After weaning my first baby at 6 months she had formula for the rest of that year. I had my own reasons - working all night, horribly painful feeds for first 10 weeks, several cases of mastitis, dwindling milk supply, overwhelmed with being needed so much, wanting others to help more, living at my Mom's for a brief time, etc...When I had my second daughter I had to decide whether to resume BF or pick up where I left off with formula. For some reason I decided to research and explore the topic more. The more I read and learned the more I felt super sure about the benefits that breast milk provides. I wanted to give that to my baby but was then forced to face the fact that my first did not get all of those benefits.

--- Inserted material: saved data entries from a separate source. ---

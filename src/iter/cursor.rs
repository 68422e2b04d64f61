use crate::{node::NodeId, tree::RbTree};

/// A bidirectional position in an [`RbTree`].
///
/// A cursor points either at a node, or at the past-the-end position that
/// sits after the maximum and before the minimum. Stepping forward from the
/// maximum, or backward from the minimum, reaches past-the-end. Stepping
/// backward from past-the-end reaches the maximum; stepping forward from it
/// stays put.
#[derive(Debug)]
pub struct Cursor<'a, K, V, C> {
    tree: &'a RbTree<K, V, C>,
    current: Option<usize>,
}

impl<K, V, C> Clone for Cursor<'_, K, V, C> {
    fn clone(&self) -> Self {
        Self {
            tree: self.tree,
            current: self.current,
        }
    }
}

impl<'a, K, V, C> Cursor<'a, K, V, C> {
    pub(crate) fn new(tree: &'a RbTree<K, V, C>, current: Option<usize>) -> Self {
        Self { tree, current }
    }

    /// Returns true if the cursor is at the past-the-end position.
    pub fn is_end(&self) -> bool {
        self.current.is_none()
    }

    /// Returns the handle of the current node, or [`None`] at past-the-end.
    pub fn node(&self) -> Option<NodeId> {
        self.current.map(|v| self.tree.id_of(v))
    }

    pub fn key(&self) -> Option<&'a K> {
        self.key_value().map(|(k, _)| k)
    }

    pub fn value(&self) -> Option<&'a V> {
        self.key_value().map(|(_, v)| v)
    }

    pub fn key_value(&self) -> Option<(&'a K, &'a V)> {
        let tree = self.tree;
        self.current.map(|v| tree.pair(v))
    }

    /// Step to the next node in key order.
    pub fn move_next(&mut self) {
        if let Some(v) = self.current {
            self.current = self.tree.successor_slot(v);
        }
    }

    /// Step to the previous node in key order.
    pub fn move_prev(&mut self) {
        self.current = match self.current {
            Some(v) => self.tree.predecessor_slot(v),
            None => self.tree.root.map(|v| self.tree.max_from(v)),
        };
    }

    /// Returns the pair the cursor would reach with [`Cursor::move_next()`],
    /// without moving.
    pub fn peek_next(&self) -> Option<(&'a K, &'a V)> {
        let mut c = self.clone();
        c.move_next();
        c.key_value()
    }

    /// Returns the pair the cursor would reach with [`Cursor::move_prev()`],
    /// without moving.
    pub fn peek_prev(&self) -> Option<(&'a K, &'a V)> {
        let mut c = self.clone();
        c.move_prev();
        c.key_value()
    }
}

The guilt invaded and hormones drove me to ask ridiculous questions like "do I love one more than the other? what if one gets a disease the other doesn't - is that my fault? am I just better off doing the same with all of them because that's fair?" In the end and after months of struggling through some ugly thinking I decided to leave my past choice behind, love my babies the best I could in the present, and follow what was newly revealed to me regarding BF. With that in mind I nursed my second for 13 months and enjoyed every minute of it. I realized also the importance of nutrition and lifestyle choices that I had with my now toddler and became excited about teaching her to eat healthy.
Now I am nursing my 3rd and last baby - thanks to a tubal=). He is a new challenge and formula feeding would be easier in ways but I would feel guilty. Even thoughI know all of the benefits the painful feeds that I cannot fix, even after a frenulectomy, make this experience very hard. As a lactation consultant I do actually feel I don't have a decision here. If I can't BF well who can, right? So, after tackling the "guilty Mom syndrome" once it now creeps back in. I will persevere and maybe it is because of guilt but I believe it will be a blessing in the end. Thoughts?

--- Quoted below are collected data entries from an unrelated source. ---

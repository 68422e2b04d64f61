use crate::{
    compare::Comparator,
    insert::Search,
    map::RbMap,
    node::{NodeId, Side},
};

/// A view into a single entry in an [`RbMap`], which may either be vacant or
/// occupied.
///
/// This `enum` is constructed from the [`entry`] method on [`RbMap`].
///
/// [`entry`]: RbMap::entry
#[derive(Debug)]
pub enum Entry<'a, K, V, C> {
    /// No node holds the key.
    Vacant(VacantEntry<'a, K, V, C>),
    /// A node holding the key was found.
    Occupied(OccupiedEntry<'a, K, V, C>),
}

/// An [`Entry`] for a key absent from the map, owning the key until a value
/// is inserted.
#[derive(Debug)]
pub struct VacantEntry<'a, K, V, C> {
    key: K,

    /// Where the key is linked on insert, as found by the search that
    /// created this entry. The exclusive map borrow keeps it valid.
    at: Option<(usize, Side)>,

    map: &'a mut RbMap<K, V, C>,
}

/// An [`Entry`] for a key present in the map.
///
/// Holds the handle of the located node, so accessing the value does not
/// search the tree again.
#[derive(Debug)]
pub struct OccupiedEntry<'a, K, V, C> {
    id: NodeId,
    map: &'a mut RbMap<K, V, C>,
}

impl<'a, K, V, C> VacantEntry<'a, K, V, C> {
    /// Returns the key that [`VacantEntry::insert`] will store.
    #[inline]
    pub fn key(&self) -> &K {
        &self.key
    }

    /// Give the key back without touching the map.
    #[inline]
    pub fn into_key(self) -> K {
        self.key
    }

    /// Insert `value` under the owned key, returning a mutable reference to
    /// the stored value.
    #[inline]
    pub fn insert(self, value: V) -> &'a mut V {
        self.insert_entry(value).into_mut()
    }

    /// Insert `value` under the owned key, returning the resulting
    /// [`OccupiedEntry`].
    #[inline]
    pub fn insert_entry(self, value: V) -> OccupiedEntry<'a, K, V, C> {
        let id = self.map.insert_vacant(self.key, value, self.at);
        OccupiedEntry { id, map: self.map }
    }
}

impl<'a, K, V, C> OccupiedEntry<'a, K, V, C> {
    /// Returns the key stored in the map, which is the one inserted first
    /// rather than the one passed to [`RbMap::entry`].
    #[inline]
    pub fn key(&self) -> &K {
        &self.map.as_tree().nodes[self.id.slot].key
    }

    /// Returns the value held by the node.
    #[inline]
    pub fn get(&self) -> &V {
        &self.map.as_tree().nodes[self.id.slot].value
    }

    /// Returns the value held by the node, mutably, for the lifetime of the
    /// entry.
    #[inline]
    pub fn get_mut(&mut self) -> &mut V {
        &mut self.map.tree_mut().nodes[self.id.slot].value
    }

    /// Consume the entry, returning a mutable reference to the value that
    /// lives as long as the map borrow.
    #[inline]
    pub fn into_mut(self) -> &'a mut V {
        &mut self.map.tree_mut().nodes[self.id.slot].value
    }

    /// Replace the value held by the node, returning the old value.
    #[inline]
    pub fn insert(&mut self, value: V) -> V {
        std::mem::replace(self.get_mut(), value)
    }

    /// Remove the node from the map, returning its key and value.
    #[inline]
    pub fn remove_entry(self) -> (K, V) {
        let (map, id) = (self.map, self.id);
        match map.remove_node(id) {
            Some(v) => v,
            None => unreachable!("occupied entry refers to a removed node"),
        }
    }

    /// Remove the node from the map, returning its value.
    #[inline]
    pub fn remove(self) -> V {
        self.remove_entry().1
    }
}

impl<'a, K, V, C> Entry<'a, K, V, C>
where
    C: Comparator<K>,
{
    /// Locate `key` in `map`.
    pub(crate) fn new(key: K, map: &'a mut RbMap<K, V, C>) -> Self {
        match map.as_tree().search(&key) {
            Search::Found(v) => {
                let id = map.as_tree().id_of(v);
                Entry::Occupied(OccupiedEntry { id, map })
            }
            Search::Vacant(at) => Entry::Vacant(VacantEntry { key, at, map }),
        }
    }
}

impl<'a, K, V, C> Entry<'a, K, V, C> {
    /// Returns the key of this entry.
    ///
    /// # Examples
    ///
    /// ```
    /// use redblack::RbMap;
    ///
    /// let mut map: RbMap<i32, &str> = RbMap::new();
    /// assert_eq!(map.entry(10).key(), &10);
    /// ```
    #[inline]
    pub fn key(&self) -> &K {
        match self {
            Entry::Vacant(entry) => entry.key(),
            Entry::Occupied(entry) => entry.key(),
        }
    }

    /// Returns the value for this key, inserting `default` first if the
    /// key is absent.
    ///
    /// # Examples
    ///
    /// ```
    /// use redblack::RbMap;
    ///
    /// let mut map: RbMap<i32, u32> = RbMap::new();
    ///
    /// map.entry(10).or_insert(42);
    /// assert_eq!(map.get(&10), Some(&42));
    ///
    /// *map.entry(10).or_insert(100) += 1;
    /// assert_eq!(map.get(&10), Some(&43));
    /// ```
    #[inline]
    pub fn or_insert(self, default: V) -> &'a mut V {
        match self {
            Entry::Occupied(entry) => entry.into_mut(),
            Entry::Vacant(entry) => entry.insert(default),
        }
    }

    /// Returns the value for this key, inserting the output of `default`
    /// first if the key is absent. `default` is only called when needed.
    ///
    /// # Examples
    ///
    /// ```
    /// use redblack::RbMap;
    ///
    /// let mut map: RbMap<i32, String> = RbMap::new();
    /// let s = "hello".to_string();
    ///
    /// map.entry(10).or_insert_with(|| s);
    ///
    /// assert_eq!(map.get(&10), Some(&"hello".to_string()));
    /// ```
    #[inline]
    pub fn or_insert_with<F: FnOnce() -> V>(self, default: F) -> &'a mut V {
        match self {
            Entry::Occupied(entry) => entry.into_mut(),
            Entry::Vacant(entry) => entry.insert(default()),
        }
    }

    /// Like [`Entry::or_insert_with`], but `default` is given the key so
    /// the value can be derived from it.
    ///
    /// # Examples
    ///
    /// ```
    /// use redblack::RbMap;
    ///
    /// let mut map: RbMap<i32, i32> = RbMap::new();
    ///
    /// map.entry(10).or_insert_with_key(|key| key * 2);
    ///
    /// assert_eq!(map.get(&10), Some(&20));
    /// ```
    #[inline]
    pub fn or_insert_with_key<F: FnOnce(&K) -> V>(self, default: F) -> &'a mut V {
        match self {
            Entry::Occupied(entry) => entry.into_mut(),
            Entry::Vacant(entry) => {
                let value = default(entry.key());
                entry.insert(value)
            }
        }
    }

    /// Apply `f` to the value if the key is present, then return the entry
    /// for chaining with one of the `or_insert` methods.
    ///
    /// # Examples
    ///
    /// ```
    /// use redblack::RbMap;
    ///
    /// let mut map: RbMap<i32, u32> = RbMap::new();
    ///
    /// map.entry(10)
    ///     .and_modify(|v| *v += 1)
    ///     .or_insert(42);
    /// assert_eq!(map.get(&10), Some(&42));
    ///
    /// map.entry(10)
    ///     .and_modify(|v| *v += 1)
    ///     .or_insert(42);
    /// assert_eq!(map.get(&10), Some(&43));
    /// ```
    #[inline]
    pub fn and_modify<F: FnOnce(&mut V)>(mut self, f: F) -> Self {
        match &mut self {
            Entry::Occupied(entry) => {
                f(entry.get_mut());
            }
            Entry::Vacant(_) => {}
        }
        self
    }

    /// Store `value` under this key, replacing any existing value, and
    /// return the now occupied entry.
    ///
    /// # Examples
    ///
    /// ```
    /// use redblack::RbMap;
    ///
    /// let mut map: RbMap<i32, &str> = RbMap::new();
    /// let entry = map.entry(10).insert_entry("hello");
    ///
    /// assert_eq!(entry.key(), &10);
    /// ```
    #[inline]
    pub fn insert_entry(self, value: V) -> OccupiedEntry<'a, K, V, C> {
        match self {
            Entry::Occupied(mut entry) => {
                entry.insert(value);
                entry
            }
            Entry::Vacant(entry) => entry.insert_entry(value),
        }
    }
}

impl<'a, K, V, C> Entry<'a, K, V, C>
where
    V: Default,
{
    /// Returns the value for this key, inserting [`V::default()`] first if
    /// the key is absent.
    ///
    /// [`V::default()`]: Default::default
    ///
    /// # Examples
    ///
    /// ```
    /// use redblack::RbMap;
    ///
    /// let mut map: RbMap<i32, Option<u32>> = RbMap::new();
    /// map.entry(10).or_default();
    ///
    /// assert_eq!(map.get(&10), Some(&None));
    /// ```
    #[inline]
    pub fn or_default(self) -> &'a mut V {
        match self {
            Entry::Occupied(entry) => entry.into_mut(),
            Entry::Vacant(entry) => entry.insert(V::default()),
        }
    }
}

Posted by Erica at 7:37 AM
Thursday, August 25, 2011
Think about it. For those of you who drink alternative dairy sources - soy, almond, lactaid, coconut, etc...it was probably somewhat of a difficult transition to get used to that particular product. Now, imagine being told one day that you have to open a can of formula then mix it with water and pour it over your cereal. Thoughts? Now I will admit I have never tasted breast milk, which is the baby's alternative here, and we can all assume that the baby's palate does not get excited until solids are introduced. Neither option sounds appetizing atop my frosted flakes but at least we know for sure that babies love breast milk and were made to drink it. We know a lot about it. It has been researched extensively. The proteins, fats, and other components are made by Mom just to match her baby. We know it is safe.
Now...what is in formula? DHA? "gentle tummy" proteins? Who knows? That's what the cute commercials say. True that we all feel it is the best alternative when babies cannot receive Mom's milk. Question is...what is in formula? Is it truly safe? Who regulates it? Is it continually regulated by quality control or only approved when introduced to the market? Why is it constantly recalled? How do we find this out? I guess I am wondering who holds these mega-corporations responsible and how? Respond if you can help! Off to research it myself. Seem to remember learning about some opiate-derivative to make them sleep more but not sure about it. Will let you know. Hurry. Anxious to hear feedback!